This simple heat transfer model shows the temperature gradient through a block of material that is (perfectly) insulated on four sides and is exposed to 450 Kelvin on the top and 200 Kelvin on the bottom.  As one might expect, they temperature varies linearly through the material in the z direction only.

In this variation on the previous example, the insulation around the block is altered such that a band of material is exposed to 500 Kelvin.  Unlike the linear variation that was seen in the first example, this block has a varying gradient in all three dimensions, making it very difficult to solve analytically.  By testing the model on the solvable problem above, we can say with confidence that this FEA solution is correct here.
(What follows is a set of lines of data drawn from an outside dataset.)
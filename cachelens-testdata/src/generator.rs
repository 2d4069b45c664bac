// Cachelens Testdata - Core generator
// Copyright (c) 2025 David Martin Venti
//
// Dual-licensed under AGPL-3.0 and Commercial License.
// See LICENSE file for details.

//! Metric stream generation.
//!
//! Counters are flushed once per batch; latency and inconsistency samples
//! are spread evenly across the batches. Timers are emitted in seconds, as a
//! real service would.

use crate::profile::{DelayProfile, ScenarioProfile};
use crate::{Result, TestdataError};
use chrono::{DateTime, Duration, TimeZone, Utc};
use rand::prelude::*;
use rand::rngs::StdRng;
use rand_distr::{Binomial, LogNormal};
use serde::{Deserialize, Serialize};

/// One line of a metrics file.
#[derive(Debug, Clone, PartialEq, Serialize, Deserialize)]
pub struct MetricLine {
    #[serde(skip_serializing_if = "Option::is_none")]
    pub service: Option<String>,
    pub metric: String,
    pub value: f64,
    pub tags: String,
    pub timestamp: String,
}

/// Generator configuration.
#[derive(Debug, Clone, Serialize, Deserialize)]
pub struct GeneratorConfig {
    /// Service name written on every line. `None` omits the field.
    pub service: Option<String>,
    /// Timestamp of the first batch.
    pub start_time: DateTime<Utc>,
    /// Interval between counter flushes in milliseconds.
    pub batch_interval_ms: i64,
    /// Random seed for reproducibility.
    #[serde(skip_serializing_if = "Option::is_none")]
    pub seed: Option<u64>,
}

impl Default for GeneratorConfig {
    fn default() -> Self {
        Self {
            service: Some("catalog".to_string()),
            start_time: Utc
                .with_ymd_and_hms(2025, 1, 14, 9, 30, 0)
                .single()
                .unwrap_or_else(Utc::now),
            batch_interval_ms: 5_000,
            seed: None,
        }
    }
}

impl GeneratorConfig {
    pub fn new() -> Self {
        Self::default()
    }

    /// Set random seed.
    pub fn with_seed(mut self, seed: u64) -> Self {
        self.seed = Some(seed);
        self
    }

    pub fn with_service(mut self, service: &str) -> Self {
        self.service = Some(service.to_string());
        self
    }

    /// Leave `service` out of every line.
    pub fn without_service(mut self) -> Self {
        self.service = None;
        self
    }

    pub fn with_start_time(mut self, start: DateTime<Utc>) -> Self {
        self.start_time = start;
        self
    }

    fn timestamp(&self, batch: u32) -> String {
        (self.start_time + Duration::milliseconds(self.batch_interval_ms * batch as i64))
            .to_rfc3339()
    }
}

/// Generate every metric line of one scenario.
pub fn generate_lines(profile: &ScenarioProfile, config: &GeneratorConfig) -> Result<Vec<MetricLine>> {
    profile.validate()?;

    let mut rng = match config.seed {
        Some(s) => StdRng::seed_from_u64(s),
        None => StdRng::from_entropy(),
    };

    let tags = format!("scenario={}", profile.id);
    let line = |metric: &str, value: f64, batch: u32| MetricLine {
        service: config.service.clone(),
        metric: metric.to_string(),
        value,
        tags: tags.clone(),
        timestamp: config.timestamp(batch),
    };

    let latency = delay_distribution(&profile.latency)?;
    let inconsistency = profile
        .inconsistency
        .as_ref()
        .map(delay_distribution)
        .transpose()?;

    let batches = profile.batches;
    let mut lines = Vec::new();

    for batch in 0..batches {
        let requests = share(profile.requests, batch, batches);
        let hits = binomial(&mut rng, requests, profile.hit_ratio)?;
        let stale = binomial(&mut rng, requests, profile.stale_ratio)?;

        lines.push(line("cache_hits", hits as f64, batch));
        lines.push(line("cache_misses", (requests - hits) as f64, batch));
        lines.push(line("stale_reads_detected", stale as f64, batch));

        if profile.invalidations_sent > 0 {
            let sent = share(profile.invalidations_sent, batch, batches);
            let received = binomial(&mut rng, sent, 1.0 - profile.invalidation_loss)?;
            lines.push(line("invalidations_sent", sent as f64, batch));
            lines.push(line("invalidations_received", received as f64, batch));
        }

        for _ in 0..share(profile.latency.samples as u64, batch, batches) {
            lines.push(line("get_product_latency", latency.sample(&mut rng), batch));
        }

        if let (Some(dist), Some(delay)) = (&inconsistency, &profile.inconsistency) {
            for _ in 0..share(delay.samples as u64, batch, batches) {
                lines.push(line("inconsistency_window", dist.sample(&mut rng), batch));
            }
        }
    }

    Ok(lines)
}

/// Serialize lines as newline-delimited JSON.
pub fn to_jsonl(lines: &[MetricLine]) -> Result<String> {
    let mut out = String::new();
    for line in lines {
        out.push_str(&serde_json::to_string(line)?);
        out.push('\n');
    }
    Ok(out)
}

/// Portion of `total` assigned to `batch`; the shares sum to `total`.
fn share(total: u64, batch: u32, batches: u32) -> u64 {
    let base = total / batches as u64;
    let extra = (batch as u64) < total % batches as u64;
    base + extra as u64
}

fn binomial(rng: &mut StdRng, n: u64, p: f64) -> Result<u64> {
    let dist = Binomial::new(n, p)
        .map_err(|e| TestdataError::InvalidProfile(format!("binomial({}, {}): {}", n, p, e)))?;
    Ok(dist.sample(rng))
}

fn delay_distribution(delay: &DelayProfile) -> Result<LogNormal<f64>> {
    LogNormal::new(delay.median_secs.ln(), delay.sigma)
        .map_err(|e| TestdataError::InvalidProfile(format!("{:?}: {}", delay, e)))
}
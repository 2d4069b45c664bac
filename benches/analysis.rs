//! Benchmarks for ingestion, aggregation and percentile computation

use cachelens::percentile::quantile;
use cachelens::{ingest_reader, Analyzer, MetricStore, ScenarioRun};
use cachelens_testdata::{generate_lines, to_jsonl, GeneratorConfig, ScenarioProfile};
use criterion::{black_box, criterion_group, criterion_main, Criterion, Throughput};
use std::io::Cursor;

fn generate_jsonl(requests: u64) -> String {
    let profile = ScenarioProfile::ttl_invalidate().with_requests(requests);
    let lines = generate_lines(&profile, &GeneratorConfig::new().with_seed(42)).unwrap();
    to_jsonl(&lines).unwrap()
}

fn bench_ingest(c: &mut Criterion) {
    let mut group = c.benchmark_group("ingest");

    let text = generate_jsonl(100_000);
    let line_count = text.lines().count() as u64;
    group.throughput(Throughput::Elements(line_count));

    group.bench_function("parse_jsonl", |b| {
        b.iter(|| {
            let ingested = ingest_reader(Cursor::new(text.as_bytes()), "unknown");
            black_box(ingested.events.len())
        })
    });

    group.finish();
}

fn bench_analyze(c: &mut Criterion) {
    let mut group = c.benchmark_group("analyze");

    let text = generate_jsonl(100_000);
    let events = ingest_reader(Cursor::new(text.as_bytes()), "unknown").events;
    let analyzer = Analyzer::default();
    let run = ScenarioRun {
        id: "C".to_string(),
        source: "bench".into(),
        discovered_at: "20250114_093000".to_string(),
    };

    group.bench_function("aggregate", |b| {
        b.iter(|| black_box(MetricStore::from_events(events.iter().cloned()).len()))
    });

    let store = MetricStore::from_events(events);
    group.bench_function("kpis_and_score", |b| {
        b.iter(|| black_box(analyzer.analyze_store(run.clone(), &store).score.points))
    });

    group.finish();
}

fn bench_percentiles(c: &mut Criterion) {
    let mut group = c.benchmark_group("percentiles");

    for size in [100usize, 10_000, 100_000] {
        // Deterministic, unsorted samples.
        let samples: Vec<f64> = (0..size)
            .map(|i| ((i * 7919) % size) as f64 * 0.25)
            .collect();
        group.throughput(Throughput::Elements(size as u64));
        group.bench_function(format!("p95_{}", size), |b| {
            b.iter(|| black_box(quantile(&samples, 0.95)))
        });
    }

    group.finish();
}

criterion_group!(benches, bench_ingest, bench_analyze, bench_percentiles);
criterion_main!(benches);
This simulation moves beyond a rectilinear geometry.  This hollow sphere has an inner temperature of 500 Kelvin and along the outer surface, a heat flux is applied.  The steady state solution to the problem is is visualized here.
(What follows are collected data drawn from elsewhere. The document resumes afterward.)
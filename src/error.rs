// Cachelens - Cache invalidation metrics analysis
// Copyright (c) 2025 David Martin Venti
//
// Dual-licensed under AGPL-3.0 and Commercial License.
// See LICENSE file for details.

//! Error types for Cachelens
//!
//! Most of these never reach the caller of a full analysis pass: ingestion
//! absorbs malformed records and missing sources, and the publish step turns
//! persistence failures into warnings. They exist so the low-level readers
//! can say precisely what went wrong.

use std::path::PathBuf;
use thiserror::Error;

/// Result type alias for Cachelens operations
pub type Result<T> = std::result::Result<T, CachelensError>;

/// Main error type for Cachelens operations
#[derive(Error, Debug)]
pub enum CachelensError {
    /// One input line failed structural parsing
    #[error("Malformed record at line {line}: {reason}")]
    MalformedRecord { line: usize, reason: String },

    /// Referenced file or directory does not exist
    #[error("Missing source: {}", .0.display())]
    MissingSource(PathBuf),

    /// A scenario or live source has no usable records
    #[error("Empty dataset: {0}")]
    EmptyDataset(String),

    /// Writing the rendered report failed
    #[error("Could not persist report to {}: {source}", path.display())]
    Persistence {
        path: PathBuf,
        #[source]
        source: std::io::Error,
    },

    /// Configuration rejected by validation
    #[error("Invalid configuration: {0}")]
    InvalidConfig(String),

    /// I/O error
    #[error("IO error: {0}")]
    Io(#[from] std::io::Error),

    /// JSON error (config files)
    #[error("JSON error: {0}")]
    Json(#[from] serde_json::Error),
}

impl CachelensError {
    /// Whether the error only degrades the current source rather than the run.
    pub fn is_recoverable(&self) -> bool {
        matches!(
            self,
            CachelensError::MalformedRecord { .. }
                | CachelensError::MissingSource(_)
                | CachelensError::EmptyDataset(_)
                | CachelensError::Persistence { .. }
        )
    }
}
This problem here was to build a time-dependent, thermal model of an egg to determine the perfect cooking time for a soft boil.  Using empirical data from peer-reviewed sources on the density, heat capacity, heat conductivity, geometry, and volume of the shell, albumen (whites), and yolk, the model to the left was constructed.  It begins with the egg at room temperature throughout, 295.15 Kelvin, and boiling water on the outside at 373.15 Kelvin.  This model suggests that the whites will reach the temperature of cooking, about 338 Kelvin, after about 6 minutes.  Empirical experimentation, with small sample size and low resolution, showed that the correct time for soft-boiling was closer to 5 minutes.  There is also a high degree of variability between eggs, especially with regard to the proportions of each component.  To further refine the model would require more testing and better measurement.